A new mayor, a small town, and a giant political upheaval: tensions in Lions Bay, B.C.
In Lions Bay, three senior staff members and a councillor have quit or been fired since the election
As a hockey player in the 1980s, Ken Berry competed for ice time with the Stanley Cup winning Edmonton Oilers, played for one of the worst Vancouver Canucks teams of all time, and faced off against the juggernaut USSR at the Olympics.
All child's play compared to being a small-town mayor.
"It's totally dysfunctional now," said Rose Dudley, a Lions Bay resident of 50 years who has been critical of the dysfunction in town since Berry was elected mayor four months ago by a margin of 18 votes.
"People who are supporting him are saying he's got to be given a chance. But it's hard when you see all these good people we had in the village just walking away."
Since the election, Lions Bay has seen the departure of its top three staff members — two resigned and one was fired — along with a councillor who quit out of protest to Berry's leadership, an overhaul not seen in any other B.C. municipality since the election.
Several other employees have left abruptly. One insider estimates 10 employees are gone in total — a change that gets residents talking in a quiet seaside town of just 1,400 people on the edge of Metro Vancouver.
"It's horrible what's happened," said Dudley.
"These people have come in to fix something that wasn't broken."
'Changing the culture'
In 2018, Lions Bay decided against democracy: with just one person running for mayor and four people running for the four council positions, all candidates were acclaimed.
That wasn't the case last October — eight people ran for council, three for mayor, and voter turnout was 65 per cent, the sixth highest in the province.
Residents describe a charged atmosphere with rumours and allegations spreading on social media and in cafes. Pushing the hardest for change and eventually winning was Berry, who played up both his hockey career and post-sport life as a CEO in a populist campaign centred on taxes and transparency.
"Over the last few years there's been significant unrest," he said at Lions Bay's all-candidates meeting, railing against the village's high spending on salaries compared to similarly-sized Anmore. He promised a hiring freeze and an end to using consultants, saying he would leverage the volunteer spirit of the community.
"What I would be doing is changing the culture of the staff," he said.
"Sometimes that culture change doesn't go as planned, and we may have some natural reduction. But I'd hope we'd have everyone step forward as a team."
Departures, followed by silence
That didn't happen.
A month after Berry and the new council were sworn in, the mayor announced in the village newsletter that chief administration officer Peter DeJong and chief financial officer Pamela Rooke "will be moving on."
According to council correspondence released this month, DeJong was terminated without cause and councillors are "not at liberty to advise of the details of [his] termination package."
Rooke resigned soon after, along with Coun. Norm Barmeier, with other staffers soon following.
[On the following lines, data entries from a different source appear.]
//! File fingerprints with BLAKE3 content hashing

use serde::{Deserialize, Serialize};
use std::fs::File;
use std::io::{self, Read};
use std::path::Path;
use std::time::{SystemTime, UNIX_EPOCH};

/// Observed state of a file: metadata plus authoritative content hash
#[derive(Debug, Clone, PartialEq, Serialize, Deserialize)]
pub struct FileFingerprint {
    pub path: String,
    /// Modification time, fractional seconds since the Unix epoch
    pub mtime: f64,
    pub size: u64,
    /// Hex BLAKE3 digest of the content
    pub content_hash: String,
}

/// Cheap metadata check (no content read)
#[derive(Debug, Clone, Copy, PartialEq)]
pub struct FileStat {
    pub mtime: f64,
    pub size: u64,
}

impl FileStat {
    pub fn of(path: impl AsRef<Path>) -> io::Result<Self> {
        let metadata = path.as_ref().metadata()?;
        Ok(Self {
            mtime: system_time_to_epoch(metadata.modified()?),
            size: metadata.len(),
        })
    }
}

impl FileFingerprint {
    /// Stat and hash `path`
    pub fn compute(path: impl AsRef<Path>) -> io::Result<Self> {
        let path = path.as_ref();
        let stat = FileStat::of(path)?;
        let content_hash = hash_file(path)?;
        Ok(Self {
            path: path.to_string_lossy().into_owned(),
            mtime: stat.mtime,
            size: stat.size,
            content_hash,
        })
    }
}

/// Hash file content in chunks
pub fn hash_file(path: impl AsRef<Path>) -> io::Result<String> {
    let mut file = File::open(path.as_ref())?;
    let mut hasher = blake3::Hasher::new();

    let mut buffer = [0u8; 8192];
    loop {
        let n = file.read(&mut buffer)?;
        if n == 0 {
            break;
        }
        hasher.update(&buffer[..n]);
    }

    Ok(hasher.finalize().to_hex().to_string())
}

pub fn hash_bytes(content: &[u8]) -> String {
    blake3::hash(content).to_hex().to_string()
}

pub(crate) fn system_time_to_epoch(t: SystemTime) -> f64 {
    match t.duration_since(UNIX_EPOCH) {
        Ok(d) => d.as_secs_f64(),
        // Pre-epoch mtimes are legal on some filesystems
        Err(e) => -e.duration().as_secs_f64(),
    }
}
In the weeks since, Lions Bay meetings have been marked by acrimony, with Berry and councillors talking over one another, not following the rules under which local government is conducted, and allegations of improper hiring and financial procedures.
Berry originally said he would talk to CBC News about the situation, but cancelled an hour before the interview, saying he was asked to defer by his election officer.
CBC News reached out to every other member of Lions Bay council, three previous mayors, and several other members of the community for comment about the state of their government. None, except for Dudley, were willing to go on the record.
"I'm not surprised," said Neil Belenkie, the former mayor of Belcarra — another small community within Metro Vancouver — who resigned in acrimonious fashion in 2020.
He said in larger municipalities, there's more room for conflicts to resolve amicably because of greater emotional and professional distance between politically-involved people within the community.
"It's much more personal in all aspects of small-town governance … residents of small municipalities aren't willing to put targets on their back, because they're known by everybody, and it's not unreasonable to think they wouldn't face repercussions," Belenkie said.
'The Titanic has set sail'
In small towns where city halls turn dysfunctional, sometimes a new mayor promising change is vindicated, as new staff and procedures improve things after a period of turmoil. Sometimes they slowly lose support and are decisively defeated in the next election.
A potential turning point could come on April 15 when a byelection is scheduled to elect a replacement for Barmeier, which will break the current 2–2 balance of power on council.
But this week, Lions Bay continued to face troubles.
"Together, we have beaten down a good man, a gentle man, a wise man, and an accomplished man," said Berry at the beginning of Tuesday's council meeting, as he announced the resignation of Anthony Tobin, who was hired just five weeks earlier to replace DeJong as the village's acting chief administrative officer.
Berry then blamed "personal attacks and innuendo" for Tobin's departure before reading a list of his accomplishments.
He then announced chief building inspector David Butler had also resigned.
It's unclear why he didn't read off a list of Butler's accomplishments. But it might have had something to do with his resignation letter, which CBC News obtained from a source other than Butler.
"I am extremely concerned with the lack of openness and transparency, as outlined in the campaign platform of Mayor Berry …. your new council and new management (CAO) have done more to damage the Village in its first three months than anytime that I have worked here," he wrote.
"The direction this mayor and council are heading is a dangerous one. The Titanic has set sail. Do not bother rearranging the deck chairs."